Entries taken from a collection:
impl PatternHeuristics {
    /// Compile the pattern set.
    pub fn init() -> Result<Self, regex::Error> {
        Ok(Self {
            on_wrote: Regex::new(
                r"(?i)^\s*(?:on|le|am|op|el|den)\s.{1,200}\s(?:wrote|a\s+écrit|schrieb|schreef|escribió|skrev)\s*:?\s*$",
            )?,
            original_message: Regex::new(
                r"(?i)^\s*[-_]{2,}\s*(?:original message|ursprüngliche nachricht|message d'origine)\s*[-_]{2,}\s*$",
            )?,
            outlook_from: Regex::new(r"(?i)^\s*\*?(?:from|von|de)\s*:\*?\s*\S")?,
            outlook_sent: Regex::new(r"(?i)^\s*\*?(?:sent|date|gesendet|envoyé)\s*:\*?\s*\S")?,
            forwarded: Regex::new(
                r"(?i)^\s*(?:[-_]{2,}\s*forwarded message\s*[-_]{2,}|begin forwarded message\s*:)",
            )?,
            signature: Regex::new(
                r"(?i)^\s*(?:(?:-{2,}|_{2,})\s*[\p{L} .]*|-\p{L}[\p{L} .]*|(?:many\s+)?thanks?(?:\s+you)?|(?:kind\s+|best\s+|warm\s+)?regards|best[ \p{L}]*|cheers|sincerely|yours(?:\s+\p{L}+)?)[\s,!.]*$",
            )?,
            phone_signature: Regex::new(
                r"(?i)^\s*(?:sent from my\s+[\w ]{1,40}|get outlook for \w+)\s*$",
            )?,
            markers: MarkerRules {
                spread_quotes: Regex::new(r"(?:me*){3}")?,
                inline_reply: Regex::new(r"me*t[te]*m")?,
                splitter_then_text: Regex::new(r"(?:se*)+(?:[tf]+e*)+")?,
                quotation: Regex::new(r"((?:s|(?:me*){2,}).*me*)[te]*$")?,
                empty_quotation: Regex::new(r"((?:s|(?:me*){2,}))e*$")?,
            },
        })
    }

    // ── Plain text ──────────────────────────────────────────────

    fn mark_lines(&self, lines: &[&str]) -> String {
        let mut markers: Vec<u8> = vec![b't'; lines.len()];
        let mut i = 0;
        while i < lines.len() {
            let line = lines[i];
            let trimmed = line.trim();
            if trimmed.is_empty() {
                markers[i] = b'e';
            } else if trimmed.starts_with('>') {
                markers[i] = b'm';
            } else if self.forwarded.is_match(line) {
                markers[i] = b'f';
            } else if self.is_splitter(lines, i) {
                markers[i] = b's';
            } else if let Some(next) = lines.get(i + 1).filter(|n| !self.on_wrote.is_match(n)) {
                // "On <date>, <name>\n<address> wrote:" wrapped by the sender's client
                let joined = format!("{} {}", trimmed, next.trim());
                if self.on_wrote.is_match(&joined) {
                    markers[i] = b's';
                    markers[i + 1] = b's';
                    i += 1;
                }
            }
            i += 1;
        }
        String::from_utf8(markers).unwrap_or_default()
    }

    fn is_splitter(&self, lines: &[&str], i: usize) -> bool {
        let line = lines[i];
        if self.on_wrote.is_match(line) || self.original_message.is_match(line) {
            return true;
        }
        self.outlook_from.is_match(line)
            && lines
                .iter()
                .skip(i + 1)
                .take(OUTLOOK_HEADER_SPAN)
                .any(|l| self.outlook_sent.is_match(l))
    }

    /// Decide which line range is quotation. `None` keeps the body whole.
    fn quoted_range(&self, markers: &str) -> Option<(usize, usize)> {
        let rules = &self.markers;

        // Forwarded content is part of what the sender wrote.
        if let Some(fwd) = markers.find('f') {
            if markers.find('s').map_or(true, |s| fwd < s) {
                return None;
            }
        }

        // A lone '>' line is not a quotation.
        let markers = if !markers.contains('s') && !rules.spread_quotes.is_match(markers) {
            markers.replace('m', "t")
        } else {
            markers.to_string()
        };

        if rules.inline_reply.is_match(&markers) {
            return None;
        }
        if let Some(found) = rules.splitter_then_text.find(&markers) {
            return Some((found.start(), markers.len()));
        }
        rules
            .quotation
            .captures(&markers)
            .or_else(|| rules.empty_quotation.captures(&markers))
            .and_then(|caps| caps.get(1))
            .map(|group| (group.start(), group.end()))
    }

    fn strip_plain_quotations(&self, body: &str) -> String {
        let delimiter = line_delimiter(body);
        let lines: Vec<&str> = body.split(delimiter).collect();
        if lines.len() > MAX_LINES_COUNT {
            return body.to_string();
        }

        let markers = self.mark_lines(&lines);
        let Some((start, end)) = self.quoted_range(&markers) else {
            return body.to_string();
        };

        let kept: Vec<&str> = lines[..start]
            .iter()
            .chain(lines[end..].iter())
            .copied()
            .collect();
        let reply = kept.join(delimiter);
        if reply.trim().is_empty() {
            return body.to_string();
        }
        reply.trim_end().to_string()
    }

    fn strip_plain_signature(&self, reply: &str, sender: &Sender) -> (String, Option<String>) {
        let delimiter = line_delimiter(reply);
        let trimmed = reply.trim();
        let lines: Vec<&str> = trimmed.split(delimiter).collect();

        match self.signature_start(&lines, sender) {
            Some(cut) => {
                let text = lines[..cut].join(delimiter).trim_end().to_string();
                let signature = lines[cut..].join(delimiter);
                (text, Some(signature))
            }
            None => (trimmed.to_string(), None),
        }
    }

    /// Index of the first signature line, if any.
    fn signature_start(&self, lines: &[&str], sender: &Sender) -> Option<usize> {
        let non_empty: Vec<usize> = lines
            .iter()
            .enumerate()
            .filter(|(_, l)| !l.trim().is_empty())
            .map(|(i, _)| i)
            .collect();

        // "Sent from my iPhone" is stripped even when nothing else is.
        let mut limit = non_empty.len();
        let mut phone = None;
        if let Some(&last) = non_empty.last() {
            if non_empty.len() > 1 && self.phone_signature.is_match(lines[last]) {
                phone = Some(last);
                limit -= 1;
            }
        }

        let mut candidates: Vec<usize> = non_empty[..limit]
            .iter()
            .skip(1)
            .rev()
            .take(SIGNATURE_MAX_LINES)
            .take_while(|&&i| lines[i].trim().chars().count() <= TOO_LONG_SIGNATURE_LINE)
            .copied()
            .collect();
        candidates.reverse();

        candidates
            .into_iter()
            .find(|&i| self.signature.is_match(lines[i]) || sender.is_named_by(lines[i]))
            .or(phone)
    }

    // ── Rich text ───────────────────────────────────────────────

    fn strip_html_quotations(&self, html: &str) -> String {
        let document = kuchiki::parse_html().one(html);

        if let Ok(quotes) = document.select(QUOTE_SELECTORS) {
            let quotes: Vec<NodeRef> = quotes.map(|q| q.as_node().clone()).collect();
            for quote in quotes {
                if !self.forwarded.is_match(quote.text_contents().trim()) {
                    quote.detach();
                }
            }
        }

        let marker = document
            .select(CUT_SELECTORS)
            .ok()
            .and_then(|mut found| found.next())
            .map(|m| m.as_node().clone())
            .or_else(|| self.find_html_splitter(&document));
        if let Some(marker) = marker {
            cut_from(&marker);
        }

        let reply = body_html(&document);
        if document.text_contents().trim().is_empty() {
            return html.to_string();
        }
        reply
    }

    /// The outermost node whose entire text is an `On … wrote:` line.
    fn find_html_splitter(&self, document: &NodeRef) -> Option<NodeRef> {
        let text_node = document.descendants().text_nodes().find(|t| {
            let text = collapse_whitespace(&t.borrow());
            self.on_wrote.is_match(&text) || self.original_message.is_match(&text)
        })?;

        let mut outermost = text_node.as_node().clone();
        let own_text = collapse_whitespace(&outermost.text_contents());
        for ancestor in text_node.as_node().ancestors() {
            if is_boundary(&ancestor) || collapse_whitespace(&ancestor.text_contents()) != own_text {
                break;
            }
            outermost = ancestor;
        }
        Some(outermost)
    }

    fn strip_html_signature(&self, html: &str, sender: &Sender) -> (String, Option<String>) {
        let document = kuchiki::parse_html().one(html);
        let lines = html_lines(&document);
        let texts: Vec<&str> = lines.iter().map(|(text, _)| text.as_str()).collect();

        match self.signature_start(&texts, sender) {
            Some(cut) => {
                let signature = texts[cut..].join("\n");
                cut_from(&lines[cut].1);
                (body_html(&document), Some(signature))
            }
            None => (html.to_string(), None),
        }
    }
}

* * *

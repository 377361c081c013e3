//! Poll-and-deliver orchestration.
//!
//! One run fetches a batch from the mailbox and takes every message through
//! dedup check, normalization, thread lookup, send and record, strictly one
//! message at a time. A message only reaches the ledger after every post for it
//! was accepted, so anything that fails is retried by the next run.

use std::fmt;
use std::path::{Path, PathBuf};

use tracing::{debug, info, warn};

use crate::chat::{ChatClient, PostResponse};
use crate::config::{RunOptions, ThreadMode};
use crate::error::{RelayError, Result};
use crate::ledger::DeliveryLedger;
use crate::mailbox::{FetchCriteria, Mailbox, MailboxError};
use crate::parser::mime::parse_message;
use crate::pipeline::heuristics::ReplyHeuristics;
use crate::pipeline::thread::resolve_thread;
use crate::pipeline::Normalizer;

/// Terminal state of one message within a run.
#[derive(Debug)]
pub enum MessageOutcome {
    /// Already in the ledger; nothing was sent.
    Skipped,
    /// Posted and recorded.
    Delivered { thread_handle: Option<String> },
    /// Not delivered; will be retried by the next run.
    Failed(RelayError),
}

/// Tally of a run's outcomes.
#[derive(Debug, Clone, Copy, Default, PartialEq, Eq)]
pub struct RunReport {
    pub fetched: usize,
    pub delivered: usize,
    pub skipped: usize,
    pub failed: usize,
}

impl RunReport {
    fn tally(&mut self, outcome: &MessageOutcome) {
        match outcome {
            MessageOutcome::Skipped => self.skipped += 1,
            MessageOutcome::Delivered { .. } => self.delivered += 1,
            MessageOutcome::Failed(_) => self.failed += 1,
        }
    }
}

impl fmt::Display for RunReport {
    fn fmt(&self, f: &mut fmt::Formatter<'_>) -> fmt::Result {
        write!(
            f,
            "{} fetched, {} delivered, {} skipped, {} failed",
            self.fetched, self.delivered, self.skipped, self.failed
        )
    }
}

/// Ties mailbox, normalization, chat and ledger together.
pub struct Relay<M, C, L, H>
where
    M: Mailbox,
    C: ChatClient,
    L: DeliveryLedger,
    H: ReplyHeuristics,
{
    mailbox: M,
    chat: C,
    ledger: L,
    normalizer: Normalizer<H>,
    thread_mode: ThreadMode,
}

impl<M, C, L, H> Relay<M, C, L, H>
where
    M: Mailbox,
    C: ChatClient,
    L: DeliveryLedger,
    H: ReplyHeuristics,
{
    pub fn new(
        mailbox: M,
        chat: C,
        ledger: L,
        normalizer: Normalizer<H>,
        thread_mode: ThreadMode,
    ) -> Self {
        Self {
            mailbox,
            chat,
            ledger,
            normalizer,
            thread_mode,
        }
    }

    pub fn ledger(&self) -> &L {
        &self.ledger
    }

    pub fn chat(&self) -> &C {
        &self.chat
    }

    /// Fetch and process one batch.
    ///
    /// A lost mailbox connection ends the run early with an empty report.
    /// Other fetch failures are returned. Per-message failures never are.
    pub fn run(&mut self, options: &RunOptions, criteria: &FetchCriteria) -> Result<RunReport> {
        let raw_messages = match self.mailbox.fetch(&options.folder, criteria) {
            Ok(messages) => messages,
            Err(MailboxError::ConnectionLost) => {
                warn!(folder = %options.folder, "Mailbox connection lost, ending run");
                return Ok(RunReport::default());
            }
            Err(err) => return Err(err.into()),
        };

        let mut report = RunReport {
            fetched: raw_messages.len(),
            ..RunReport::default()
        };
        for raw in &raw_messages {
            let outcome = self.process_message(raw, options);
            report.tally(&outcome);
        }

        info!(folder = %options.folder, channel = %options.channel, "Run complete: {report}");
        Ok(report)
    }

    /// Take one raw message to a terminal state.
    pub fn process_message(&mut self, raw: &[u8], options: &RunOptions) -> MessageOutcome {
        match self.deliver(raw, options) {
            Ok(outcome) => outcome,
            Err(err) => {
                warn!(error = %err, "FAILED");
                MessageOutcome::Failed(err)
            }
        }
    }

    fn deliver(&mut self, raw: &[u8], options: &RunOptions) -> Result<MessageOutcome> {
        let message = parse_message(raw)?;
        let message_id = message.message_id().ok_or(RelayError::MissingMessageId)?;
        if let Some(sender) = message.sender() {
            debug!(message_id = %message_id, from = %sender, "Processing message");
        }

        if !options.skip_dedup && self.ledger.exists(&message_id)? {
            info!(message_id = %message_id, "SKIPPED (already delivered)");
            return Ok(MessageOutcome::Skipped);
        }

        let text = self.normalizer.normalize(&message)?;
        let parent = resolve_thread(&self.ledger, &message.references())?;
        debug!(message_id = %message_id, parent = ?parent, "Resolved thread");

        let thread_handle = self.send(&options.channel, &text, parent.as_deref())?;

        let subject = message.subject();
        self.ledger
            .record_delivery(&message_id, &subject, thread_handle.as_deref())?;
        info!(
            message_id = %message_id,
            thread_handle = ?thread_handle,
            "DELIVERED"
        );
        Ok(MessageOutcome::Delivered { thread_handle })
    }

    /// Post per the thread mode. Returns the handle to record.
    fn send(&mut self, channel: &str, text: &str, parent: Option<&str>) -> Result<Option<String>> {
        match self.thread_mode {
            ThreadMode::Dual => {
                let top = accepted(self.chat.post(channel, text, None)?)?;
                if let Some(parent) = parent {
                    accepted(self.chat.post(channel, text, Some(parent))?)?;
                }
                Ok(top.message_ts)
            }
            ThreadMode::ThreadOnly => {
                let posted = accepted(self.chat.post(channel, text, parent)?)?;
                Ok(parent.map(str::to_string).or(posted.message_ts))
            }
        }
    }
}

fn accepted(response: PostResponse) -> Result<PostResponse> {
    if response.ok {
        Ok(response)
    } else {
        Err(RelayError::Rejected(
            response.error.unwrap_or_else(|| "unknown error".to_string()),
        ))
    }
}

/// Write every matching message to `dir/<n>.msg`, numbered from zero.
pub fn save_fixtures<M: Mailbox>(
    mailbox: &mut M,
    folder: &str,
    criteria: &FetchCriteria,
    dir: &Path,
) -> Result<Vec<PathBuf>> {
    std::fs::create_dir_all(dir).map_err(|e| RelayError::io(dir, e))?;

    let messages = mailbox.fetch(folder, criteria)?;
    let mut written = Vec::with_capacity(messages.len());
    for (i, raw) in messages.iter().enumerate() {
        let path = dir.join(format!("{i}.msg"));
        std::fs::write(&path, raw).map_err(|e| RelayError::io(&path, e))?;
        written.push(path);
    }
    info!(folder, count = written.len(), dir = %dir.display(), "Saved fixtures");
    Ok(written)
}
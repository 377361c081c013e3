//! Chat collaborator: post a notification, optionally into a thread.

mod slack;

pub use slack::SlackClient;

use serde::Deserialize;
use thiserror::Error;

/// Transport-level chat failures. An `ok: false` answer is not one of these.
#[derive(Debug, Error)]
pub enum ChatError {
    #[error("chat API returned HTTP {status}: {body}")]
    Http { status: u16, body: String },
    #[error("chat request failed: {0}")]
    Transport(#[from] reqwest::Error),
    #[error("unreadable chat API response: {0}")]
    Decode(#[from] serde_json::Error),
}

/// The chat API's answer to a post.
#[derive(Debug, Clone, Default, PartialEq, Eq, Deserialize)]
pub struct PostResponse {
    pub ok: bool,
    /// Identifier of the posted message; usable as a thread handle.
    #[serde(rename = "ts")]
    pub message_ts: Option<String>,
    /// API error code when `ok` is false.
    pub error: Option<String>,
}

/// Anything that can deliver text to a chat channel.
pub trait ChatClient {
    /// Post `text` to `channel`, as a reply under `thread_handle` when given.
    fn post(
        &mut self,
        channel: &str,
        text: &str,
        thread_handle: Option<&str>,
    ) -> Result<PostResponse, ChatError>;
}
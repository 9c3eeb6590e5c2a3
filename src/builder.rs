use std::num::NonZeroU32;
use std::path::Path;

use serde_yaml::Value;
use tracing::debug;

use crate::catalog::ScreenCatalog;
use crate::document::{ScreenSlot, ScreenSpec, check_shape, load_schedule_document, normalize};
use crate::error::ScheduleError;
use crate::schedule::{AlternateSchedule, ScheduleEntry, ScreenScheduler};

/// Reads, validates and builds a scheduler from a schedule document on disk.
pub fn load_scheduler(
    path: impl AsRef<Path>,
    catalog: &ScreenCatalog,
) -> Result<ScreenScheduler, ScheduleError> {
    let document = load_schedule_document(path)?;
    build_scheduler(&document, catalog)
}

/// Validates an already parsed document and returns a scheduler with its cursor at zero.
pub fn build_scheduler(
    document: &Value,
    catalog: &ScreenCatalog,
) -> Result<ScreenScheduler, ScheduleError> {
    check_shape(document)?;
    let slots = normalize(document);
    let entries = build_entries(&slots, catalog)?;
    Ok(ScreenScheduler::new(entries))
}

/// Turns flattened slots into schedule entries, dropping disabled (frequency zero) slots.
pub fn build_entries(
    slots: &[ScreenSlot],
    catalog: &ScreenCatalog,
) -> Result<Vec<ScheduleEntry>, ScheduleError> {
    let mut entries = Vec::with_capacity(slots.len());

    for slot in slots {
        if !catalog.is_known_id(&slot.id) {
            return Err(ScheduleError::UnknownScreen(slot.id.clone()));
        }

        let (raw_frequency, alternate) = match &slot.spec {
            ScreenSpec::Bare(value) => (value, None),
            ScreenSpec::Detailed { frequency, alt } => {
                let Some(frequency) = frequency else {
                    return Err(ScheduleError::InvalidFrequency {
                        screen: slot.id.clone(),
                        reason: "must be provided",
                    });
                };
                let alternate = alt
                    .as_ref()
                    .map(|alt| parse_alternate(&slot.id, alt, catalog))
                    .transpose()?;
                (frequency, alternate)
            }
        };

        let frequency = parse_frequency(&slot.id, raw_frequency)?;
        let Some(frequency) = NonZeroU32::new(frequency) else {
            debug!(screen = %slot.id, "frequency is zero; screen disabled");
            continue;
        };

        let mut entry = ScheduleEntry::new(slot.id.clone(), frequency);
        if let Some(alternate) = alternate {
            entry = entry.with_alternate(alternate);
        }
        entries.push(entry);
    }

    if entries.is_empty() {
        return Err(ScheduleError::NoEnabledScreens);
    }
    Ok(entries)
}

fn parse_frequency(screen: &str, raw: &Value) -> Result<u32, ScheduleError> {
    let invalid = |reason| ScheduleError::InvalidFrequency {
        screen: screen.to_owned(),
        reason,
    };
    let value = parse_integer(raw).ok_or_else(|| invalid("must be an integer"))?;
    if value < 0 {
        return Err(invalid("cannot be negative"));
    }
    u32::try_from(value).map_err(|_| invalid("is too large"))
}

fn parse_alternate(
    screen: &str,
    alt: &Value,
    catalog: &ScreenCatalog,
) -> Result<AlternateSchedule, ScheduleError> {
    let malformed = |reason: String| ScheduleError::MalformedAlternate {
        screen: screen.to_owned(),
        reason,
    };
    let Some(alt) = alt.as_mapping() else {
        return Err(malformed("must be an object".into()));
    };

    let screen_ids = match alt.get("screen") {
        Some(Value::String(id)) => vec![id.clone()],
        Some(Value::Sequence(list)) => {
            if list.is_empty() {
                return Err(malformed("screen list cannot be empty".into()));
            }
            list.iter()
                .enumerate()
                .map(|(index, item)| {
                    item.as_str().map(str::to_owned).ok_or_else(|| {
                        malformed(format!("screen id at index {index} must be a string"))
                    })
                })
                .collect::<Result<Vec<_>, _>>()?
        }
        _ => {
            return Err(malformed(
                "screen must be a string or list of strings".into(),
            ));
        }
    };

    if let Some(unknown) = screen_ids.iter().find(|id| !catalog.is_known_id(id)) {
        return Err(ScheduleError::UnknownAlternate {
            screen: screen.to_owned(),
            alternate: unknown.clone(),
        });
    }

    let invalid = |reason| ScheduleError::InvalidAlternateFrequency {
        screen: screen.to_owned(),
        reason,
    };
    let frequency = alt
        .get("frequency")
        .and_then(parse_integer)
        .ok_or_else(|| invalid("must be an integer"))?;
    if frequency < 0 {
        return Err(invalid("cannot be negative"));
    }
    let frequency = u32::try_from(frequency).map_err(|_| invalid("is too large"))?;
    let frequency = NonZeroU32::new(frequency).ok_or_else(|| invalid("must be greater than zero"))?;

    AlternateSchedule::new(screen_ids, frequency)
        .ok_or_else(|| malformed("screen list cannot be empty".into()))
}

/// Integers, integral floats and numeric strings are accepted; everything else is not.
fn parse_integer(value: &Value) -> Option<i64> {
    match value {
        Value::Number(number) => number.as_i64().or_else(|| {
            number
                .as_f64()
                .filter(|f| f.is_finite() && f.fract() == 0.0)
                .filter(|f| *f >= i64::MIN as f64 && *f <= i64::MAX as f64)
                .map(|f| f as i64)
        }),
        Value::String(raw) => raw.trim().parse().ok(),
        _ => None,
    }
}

...

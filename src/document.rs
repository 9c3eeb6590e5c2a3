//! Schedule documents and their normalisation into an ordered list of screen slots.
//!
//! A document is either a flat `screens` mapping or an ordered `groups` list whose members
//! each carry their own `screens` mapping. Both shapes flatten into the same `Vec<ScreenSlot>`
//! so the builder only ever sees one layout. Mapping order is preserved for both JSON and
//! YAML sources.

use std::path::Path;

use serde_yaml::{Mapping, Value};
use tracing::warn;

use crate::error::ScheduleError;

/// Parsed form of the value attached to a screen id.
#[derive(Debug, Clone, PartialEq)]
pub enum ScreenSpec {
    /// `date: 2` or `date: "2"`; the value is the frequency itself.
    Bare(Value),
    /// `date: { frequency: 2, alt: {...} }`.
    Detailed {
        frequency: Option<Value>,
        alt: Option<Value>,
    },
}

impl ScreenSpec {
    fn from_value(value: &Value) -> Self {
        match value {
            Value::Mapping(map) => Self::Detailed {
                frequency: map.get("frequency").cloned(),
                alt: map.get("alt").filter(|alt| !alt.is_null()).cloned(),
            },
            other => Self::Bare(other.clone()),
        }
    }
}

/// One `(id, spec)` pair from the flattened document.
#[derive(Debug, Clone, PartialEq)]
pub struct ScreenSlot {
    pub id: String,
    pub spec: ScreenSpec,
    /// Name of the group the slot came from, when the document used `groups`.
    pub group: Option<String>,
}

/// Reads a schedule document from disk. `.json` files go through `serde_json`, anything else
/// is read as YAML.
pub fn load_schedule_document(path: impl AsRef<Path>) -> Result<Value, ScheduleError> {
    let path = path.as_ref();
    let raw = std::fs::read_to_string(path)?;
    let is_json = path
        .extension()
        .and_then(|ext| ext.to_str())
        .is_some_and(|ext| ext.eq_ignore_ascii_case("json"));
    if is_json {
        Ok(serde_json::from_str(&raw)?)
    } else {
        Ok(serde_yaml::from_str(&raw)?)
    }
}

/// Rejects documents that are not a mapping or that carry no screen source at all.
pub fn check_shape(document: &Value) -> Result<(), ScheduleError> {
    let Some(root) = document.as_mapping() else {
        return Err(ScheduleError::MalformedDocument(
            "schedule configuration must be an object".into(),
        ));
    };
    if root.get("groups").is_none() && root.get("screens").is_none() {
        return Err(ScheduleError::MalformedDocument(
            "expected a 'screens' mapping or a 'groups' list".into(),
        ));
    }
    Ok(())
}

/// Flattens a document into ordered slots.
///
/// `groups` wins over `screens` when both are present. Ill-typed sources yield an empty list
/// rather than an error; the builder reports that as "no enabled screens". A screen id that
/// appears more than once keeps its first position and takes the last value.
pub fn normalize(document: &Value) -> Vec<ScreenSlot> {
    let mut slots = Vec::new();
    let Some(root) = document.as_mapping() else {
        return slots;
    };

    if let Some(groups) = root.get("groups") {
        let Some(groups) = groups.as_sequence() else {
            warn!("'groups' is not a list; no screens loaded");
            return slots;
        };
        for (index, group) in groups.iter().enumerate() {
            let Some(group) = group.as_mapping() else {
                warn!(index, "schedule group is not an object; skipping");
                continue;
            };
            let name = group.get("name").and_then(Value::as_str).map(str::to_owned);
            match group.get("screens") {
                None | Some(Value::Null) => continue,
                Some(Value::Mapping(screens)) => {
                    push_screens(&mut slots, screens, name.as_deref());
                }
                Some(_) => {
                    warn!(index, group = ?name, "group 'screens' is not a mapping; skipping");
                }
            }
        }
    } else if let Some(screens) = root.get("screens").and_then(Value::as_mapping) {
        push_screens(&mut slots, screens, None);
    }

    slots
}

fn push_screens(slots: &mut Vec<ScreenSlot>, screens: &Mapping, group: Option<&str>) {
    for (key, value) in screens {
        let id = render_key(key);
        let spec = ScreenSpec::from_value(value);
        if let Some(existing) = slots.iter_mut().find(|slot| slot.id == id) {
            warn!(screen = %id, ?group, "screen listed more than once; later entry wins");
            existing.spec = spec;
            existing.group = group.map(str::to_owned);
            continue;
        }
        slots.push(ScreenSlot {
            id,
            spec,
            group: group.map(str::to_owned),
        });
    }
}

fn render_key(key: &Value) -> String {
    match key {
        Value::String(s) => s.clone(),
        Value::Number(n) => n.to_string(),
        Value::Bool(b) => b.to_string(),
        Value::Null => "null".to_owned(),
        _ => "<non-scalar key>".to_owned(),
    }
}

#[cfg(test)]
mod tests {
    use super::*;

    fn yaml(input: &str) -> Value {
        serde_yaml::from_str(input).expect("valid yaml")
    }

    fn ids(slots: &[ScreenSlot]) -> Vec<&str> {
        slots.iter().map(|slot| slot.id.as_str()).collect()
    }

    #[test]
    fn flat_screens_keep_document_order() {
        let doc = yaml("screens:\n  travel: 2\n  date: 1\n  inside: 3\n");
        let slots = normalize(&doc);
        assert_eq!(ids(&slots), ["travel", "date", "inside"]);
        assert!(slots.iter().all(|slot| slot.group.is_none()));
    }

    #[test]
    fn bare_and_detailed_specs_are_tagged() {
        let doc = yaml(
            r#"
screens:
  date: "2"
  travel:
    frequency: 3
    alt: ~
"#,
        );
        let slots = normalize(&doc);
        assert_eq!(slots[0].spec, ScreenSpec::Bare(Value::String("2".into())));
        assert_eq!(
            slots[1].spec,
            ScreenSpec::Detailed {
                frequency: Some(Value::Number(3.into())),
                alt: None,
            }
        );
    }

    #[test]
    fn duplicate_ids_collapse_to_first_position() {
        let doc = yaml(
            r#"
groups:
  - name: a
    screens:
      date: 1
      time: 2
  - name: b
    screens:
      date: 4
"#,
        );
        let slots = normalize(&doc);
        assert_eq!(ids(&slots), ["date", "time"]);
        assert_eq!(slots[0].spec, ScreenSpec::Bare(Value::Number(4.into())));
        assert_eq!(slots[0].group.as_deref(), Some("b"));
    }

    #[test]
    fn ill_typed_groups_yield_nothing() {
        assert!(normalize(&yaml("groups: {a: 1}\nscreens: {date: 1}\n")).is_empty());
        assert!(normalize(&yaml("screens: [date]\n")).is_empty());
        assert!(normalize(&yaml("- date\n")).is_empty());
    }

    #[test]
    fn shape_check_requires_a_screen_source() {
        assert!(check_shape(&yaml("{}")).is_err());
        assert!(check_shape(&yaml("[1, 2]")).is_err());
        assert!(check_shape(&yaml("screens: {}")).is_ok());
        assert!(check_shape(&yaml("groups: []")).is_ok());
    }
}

### Work item
Please show every line above that includes the word "RunOptions".

### Result for this task
use crate::config::{RunOptions, ThreadMode};
    pub fn run(&mut self, options: &RunOptions, criteria: &FetchCriteria) -> Result<RunReport> {
    pub fn process_message(&mut self, raw: &[u8], options: &RunOptions) -> MessageOutcome {
    fn deliver(&mut self, raw: &[u8], options: &RunOptions) -> Result<MessageOutcome> {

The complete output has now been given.